3. Relator was not entitled to discharge on the ground that his attorney, due to illness was not in court when his cases were called for trial, where it appeared that defendant's attorney had sent another attorney to act in his place.
4. It was within the discretion of the trial court to impose heavier sentences on the defendant because of his refusal to name the other persons involved with him in the crimes charged against him.
Petition for writ of habeas corpus. Original jurisdiction, Miscl. Docket No. 5, No. 182, in case of Commonwealth ex rel. Francis Murray v. Stanley P. Ashe, Warden. Rule discharged and petition refused.
The court records brought before us in this proceeding disprove the important averments of fact contained in the relator's petition for writ of habeas corpus.
(1) The relator was not given a "lumping" sentence of twenty to forty years imprisonment on four bills of indictment. While, because of an erroneous practice of the penitentiary authorities, (see Com. ex rel. Lynch v. Ashe, 320 Pa. 341, 182 A. 229) the sentence may have been so entered on the books of the penitentiary, actually, four consecutive sentences of imprisonment in the penitentiary for not less than five years nor more than ten years each were imposed on him on January 28, 1929, by the Court of Oyer Terminer of Philadelphia County to January Sessions 1929, No. 924, for burglary, and Nos. 926, 927 and 1000, on separate charges of entering with intent to steal and larceny.
(2) Relator's pleas of guilty to said four bills of indictment, and four others on which no sentence was imposed, are shown by the court records to have been entered in open court on January 23, 1929. They were also endorsed on the bills of indictment. It was not essential that they be signed by the defendant.
(3) While it is true that relator's attorney, C.S. Patterson, Jr. was not in court when his cases were called for trial — due to the attorney's illness — the latter sent Henry M. Stevenson, a capable attorney, to act in his place, and Mr. Stevenson, acting on behalf of Mr. Patterson, was present in court on January 23, 1929, when relator entered the pleas of guilty to said eight bills of indictment, and on behalf of Mr. Patterson, represented the relator when witnesses were called to inform the court as to the nature of the offenses charged, and to satisfy the court of the guilt of the accused, and for the purpose of aiding the court in imposing appropriate sentences. It is proper to add that the testimony thus taken furnished ample warrant for the pleas of guilty, and showed a series of burglaries and felonious entries occurring shortly before the relator's arrest, in which jewelry and other valuables had been stolen, a considerable part of which was found concealed on the person of the relator and in his home, at the time of his arrest. A three inch steel jimmy, a 32 calibre loaded automatic revolver, a flashlight and a black jack were also found in his automobile. At Mr. Stevenson's request, sentence was postponed, because of Mr. Patterson's illness, until January 28, 1929. It may be true that heavier sentences were imposed on the relator because of his refusal to name the other persons involved with him in these crimes; but that was within the discretion of the court.
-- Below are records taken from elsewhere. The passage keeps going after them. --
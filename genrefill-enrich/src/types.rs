//! Core Types and Trait Definitions for genrefill-enrich
//!
//! Every external service is wrapped in a [`GenreSource`]. The resolver walks an
//! ordered list of sources and stops at the first one whose filtered answer is
//! non-empty.

use crate::models::ArtistRecord;
use genrefill_common::config::PacingConfig;
use std::fmt;
use std::time::Duration;
use thiserror::Error;

// ============================================================================
// Source Labels
// ============================================================================

/// Which service supplied a genre list
#[derive(Debug, Clone, Copy, PartialEq, Eq, Hash, PartialOrd, Ord)]
pub enum SourceLabel {
    SpotifyId,
    MusicBrainzId,
    SetlistFmId,
    DiceId,
    Spotify,
    LastFm,
    MusicBrainz,
    AllMusic,
    Wikipedia,
}

impl SourceLabel {
    /// Order used by the statistics section of the report and the console summary
    pub const REPORT_ORDER: [SourceLabel; 9] = [
        SourceLabel::SpotifyId,
        SourceLabel::Spotify,
        SourceLabel::MusicBrainzId,
        SourceLabel::MusicBrainz,
        SourceLabel::SetlistFmId,
        SourceLabel::DiceId,
        SourceLabel::LastFm,
        SourceLabel::AllMusic,
        SourceLabel::Wikipedia,
    ];

    /// Human-readable label written to results
    pub fn as_str(&self) -> &'static str {
        match self {
            SourceLabel::SpotifyId => "Spotify (ID)",
            SourceLabel::MusicBrainzId => "MusicBrainz (ID)",
            SourceLabel::SetlistFmId => "Setlist.fm (ID)",
            SourceLabel::DiceId => "Dice (ID)",
            SourceLabel::Spotify => "Spotify",
            SourceLabel::LastFm => "Last.fm",
            SourceLabel::MusicBrainz => "MusicBrainz",
            SourceLabel::AllMusic => "AllMusic",
            SourceLabel::Wikipedia => "Wikipedia",
        }
    }

    /// Caption used in the report statistics lines
    pub fn caption(&self) -> &'static str {
        match self {
            SourceLabel::SpotifyId => "Spotify (ID)",
            SourceLabel::Spotify => "Spotify (search)",
            SourceLabel::MusicBrainzId => "MusicBrainz (ID)",
            SourceLabel::MusicBrainz => "MusicBrainz (search)",
            SourceLabel::SetlistFmId => "Setlist.fm (ID)",
            SourceLabel::DiceId => "Dice (ID)",
            SourceLabel::LastFm => "Last.fm",
            SourceLabel::AllMusic => "AllMusic (web)",
            SourceLabel::Wikipedia => "Wikipedia (web)",
        }
    }

    /// Whether this label comes from an external-ID lookup
    pub fn is_id_based(&self) -> bool {
        matches!(
            self,
            SourceLabel::SpotifyId
                | SourceLabel::MusicBrainzId
                | SourceLabel::SetlistFmId
                | SourceLabel::DiceId
        )
    }

    /// Delay to apply after an artist answered by this source
    pub fn pace(source: Option<SourceLabel>, pacing: &PacingConfig) -> Duration {
        let ms = match source {
            Some(SourceLabel::SpotifyId | SourceLabel::Spotify) => pacing.spotify_ms,
            Some(SourceLabel::LastFm) => pacing.lastfm_ms,
            Some(SourceLabel::MusicBrainzId | SourceLabel::MusicBrainz) => pacing.musicbrainz_ms,
            Some(SourceLabel::AllMusic | SourceLabel::Wikipedia) => pacing.scrape_ms,
            _ => pacing.default_ms,
        };
        Duration::from_millis(ms)
    }
}

impl fmt::Display for SourceLabel {
    fn fmt(&self, f: &mut fmt::Formatter<'_>) -> fmt::Result {
        f.write_str(self.as_str())
    }
}

// ============================================================================
// Lookup Failures
// ============================================================================

/// Why a single source produced no genres
///
/// Never aborts a run: the resolver logs it and moves on to the next source.
#[derive(Debug, Clone, Error, PartialEq)]
pub enum LookupFailure {
    /// Artist lacks the identifier, or the source lacks the credential
    #[error("Not applicable: {0}")]
    NotApplicable(&'static str),

    /// Transport error (connect, timeout, TLS)
    #[error("Network error: {0}")]
    Network(String),

    /// Non-success HTTP status
    #[error("HTTP status {0}")]
    Status(u16),

    /// Body could not be decoded or parsed
    #[error("Parse error: {0}")]
    Parse(String),

    /// No candidate matched the artist
    #[error("No matching artist")]
    NoMatch,

    /// Artist matched but carried no genres
    #[error("No genres")]
    Empty,
}

impl From<reqwest::Error> for LookupFailure {
    fn from(err: reqwest::Error) -> Self {
        if err.is_decode() {
            LookupFailure::Parse(err.to_string())
        } else if let Some(status) = err.status() {
            LookupFailure::Status(status.as_u16())
        } else {
            LookupFailure::Network(err.to_string())
        }
    }
}

/// Outcome of one source attempt
pub type LookupResult = Result<Vec<String>, LookupFailure>;

// ============================================================================
// Genre Source Trait
// ============================================================================

/// One external service consulted for an artist's genres
///
/// Implementations return the raw genre list (at most 5 entries); filtering is
/// applied by the resolver.
#[async_trait::async_trait]
pub trait GenreSource: Send + Sync {
    /// Label recorded when this source answers
    fn label(&self) -> SourceLabel;

    /// Look up genres for an artist
    async fn lookup(&self, artist: &ArtistRecord) -> LookupResult;
}
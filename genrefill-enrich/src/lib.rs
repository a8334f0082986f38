//! genrefill-enrich library interface
//!
//! Fills in missing artist genres from external music services and renders
//! the results as an SQL update script plus a markdown report. Exposed as a
//! library for integration testing; the binary in `main.rs` is a thin CLI.

pub mod config;
pub mod models;
pub mod output;
pub mod services;
pub mod sources;
pub mod types;
pub mod workflow;

pub use config::{EnrichConfig, SpotifyCredentials};
pub use models::{ArtistRecord, GenreResult, RunStatistics};
pub use types::{GenreSource, LookupFailure, LookupResult, SourceLabel};
pub use workflow::{build_resolver, enrich_file, GenreResolver};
It also appears from the records, that the relator was indicted in Delaware County to March Term, 1929, Nos. 288, 305 306 for three separate burglaries committed in that county and that on March 19, 1929 he pleaded guilty in open court to all of them and was sentenced on each indictment to imprisonment in the Eastern Penitentiary for not less than five years nor more than ten years, to run consecutively from March 19, 1929.
And it further appears that on December 17, 1936 the relator was tried and convicted in the Court of Oyer Terminer of Philadelphia County (No. 230 Feb. Term, 1936), on a bill of indictment charging him with assault and battery with intent to kill a fellow inmate of said penitentiary, and was sentenced to imprisonment in said penitentiary for a term of not less than 3 1/2 years nor more than 7 years, to begin at the expiration of the sentence on Bill No. 1000 January Term, 1929.
On July 14, 1939, relator was transferred from the Eastern State Penitentiary to the Western State Penitentiary, pursuant to the Act of March 24, 1921, P.L. 48, 61 P. S. § 78-80.
It appearing, therefore, from the court records that the relator is legally confined in the Western State Penitentiary, under lawful sentences imposed as above mentioned, the rule to show cause why writ of habeas corpus should not issue is discharged and the petition is refused.